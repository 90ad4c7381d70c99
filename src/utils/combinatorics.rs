//! k-subsets and k-permutations of an ordered sequence.
//!
//! Both enumerations are lazy and emit their results in lexicographic order of positions, so a
//! search over them is deterministic for a fixed input order.

use itertools::Itertools;

/// All `k`-element subsets of `items`, each in input order
pub fn combinations<T: Clone>(items: &[T], k: usize) -> impl Iterator<Item = Vec<T>> + '_ {
    items.iter().cloned().combinations(k)
}

/// All orderings of `k` distinct elements of `items`
pub fn permutations<T: Clone>(items: &[T], k: usize) -> impl Iterator<Item = Vec<T>> + '_ {
    items.iter().cloned().permutations(k)
}

/// Computes `n choose k`, or `None` if the value exceeds `cap`
pub fn binomial_capped(n: u64, k: u64, cap: u128) -> Option<u128> {
    if k > n {
        return Some(0);
    }

    let k = k.min(n - k) as u128;
    let n = n as u128;
    let mut result: u128 = 1;
    for i in 0..k {
        result = result.checked_mul(n - i)? / (i + 1);
        if result > cap {
            return None;
        }
    }

    Some(result)
}

/// Number of ordered `k`-arrangements of `n` elements, or `None` if the value exceeds `cap`
pub fn arrangements_capped(n: u64, k: u64, cap: u128) -> Option<u128> {
    if k > n {
        return Some(0);
    }

    let mut result: u128 = 1;
    for i in 0..k as u128 {
        result = result.checked_mul(n as u128 - i)?;
        if result > cap {
            return None;
        }
    }

    Some(result)
}

#[cfg(test)]
mod tests {
    use super::*;
    use num::integer::binomial;

    #[test]
    fn subsets_in_order() {
        let subsets = combinations(&["A", "B", "C"], 2).collect_vec();
        assert_eq!(subsets, vec![vec!["A", "B"], vec!["A", "C"], vec!["B", "C"]]);

        assert_eq!(combinations(&[1, 2, 3], 0).count(), 1);
        assert_eq!(combinations(&[1, 2, 3], 4).count(), 0);
    }

    #[test]
    fn permutation_counts() {
        assert_eq!(permutations(&[1, 2, 3, 4], 2).count(), 12);
        assert_eq!(permutations(&[1, 2, 3], 3).next(), Some(vec![1, 2, 3]));
        assert_eq!(arrangements_capped(4, 2, 1000), Some(12));
        assert_eq!(arrangements_capped(30, 4, 1000), None);
    }

    #[test]
    fn capped_binomials_match() {
        for n in 0..40u64 {
            for k in 0..=n {
                assert_eq!(
                    binomial_capped(n, k, u128::MAX),
                    Some(binomial(n as u128, k as u128))
                );
            }
        }

        assert_eq!(binomial_capped(3, 5, 10), Some(0));
        assert_eq!(binomial_capped(50, 25, 1_000_000), None);
    }
}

# # # # # # #

Each line of the listing has to be repeated exactly in the reply.

repository 90ad4c7381d70c99
filename src/utils/combinatorics.rs
//! k-subsets and k-permutations of an ordered sequence.
//!
//! Both enumerations are lazy and emit their results in lexicographic order of positions, so a
//! search over them is deterministic for a fixed input order.

use itertools::Itertools;

/// All `k`-element subsets of `items`, each in input order
pub fn combinations<T: Clone>(items: &[T], k: usize) -> impl Iterator<Item = Vec<T>> + '_ {
    items.iter().cloned().combinations(k)
}

/// All orderings of `k` distinct elements of `items`
pub fn permutations<T: Clone>(items: &[T], k: usize) -> impl Iterator<Item = Vec<T>> + '_ {
    items.iter().cloned().permutations(k)
}

/// Computes `n choose k`, or `None` if the value exceeds `cap`
pub fn binomial_capped(n: u64, k: u64, cap: u128) -> Option<u128> {
    if k > n {
        return Some(0);
    }

    let k = k.min(n - k) as u128;
    let n = n as u128;
    let mut result: u128 = 1;
    for i in 0..k {
        result = result.checked_mul(n - i)? / (i + 1);
        if result > cap {
            return None;
        }
    }

    Some(result)
}

/// Number of ordered `k`-arrangements of `n` elements, or `None` if the value exceeds `cap`
pub fn arrangements_capped(n: u64, k: u64, cap: u128) -> Option<u128> {
    if k > n {
        return Some(0);
    }

    let mut result: u128 = 1;
    for i in 0..k as u128 {
        result = result.checked_mul(n as u128 - i)?;
        if result > cap {
            return None;
        }
    }

    Some(result)
}

#[cfg(test)]
mod tests {
    use super::*;
    use num::integer::binomial;

    #[test]
    fn subsets_in_order() {
        let subsets = combinations(&["A", "B", "C"], 2).collect_vec();
        assert_eq!(subsets, vec![vec!["A", "B"], vec!["A", "C"], vec!["B", "C"]]);

        assert_eq!(combinations(&[1, 2, 3], 0).count(), 1);
        assert_eq!(combinations(&[1, 2, 3], 4).count(), 0);
    }

    #[test]
    fn permutation_counts() {
        assert_eq!(permutations(&[1, 2, 3, 4], 2).count(), 12);
        assert_eq!(permutations(&[1, 2, 3], 3).next(), Some(vec![1, 2, 3]));
        assert_eq!(arrangements_capped(4, 2, 1000), Some(12));
        assert_eq!(arrangements_capped(30, 4, 1000), None);
    }

    #[test]
    fn capped_binomials_match() {
        for n in 0..40u64 {
            for k in 0..=n {
                assert_eq!(
                    binomial_capped(n, k, u128::MAX),
                    Some(binomial(n as u128, k as u128))
                );
            }
        }

        assert_eq!(binomial_capped(3, 5, 10), Some(0));
        assert_eq!(binomial_capped(50, 25, 1_000_000), None);
    }
}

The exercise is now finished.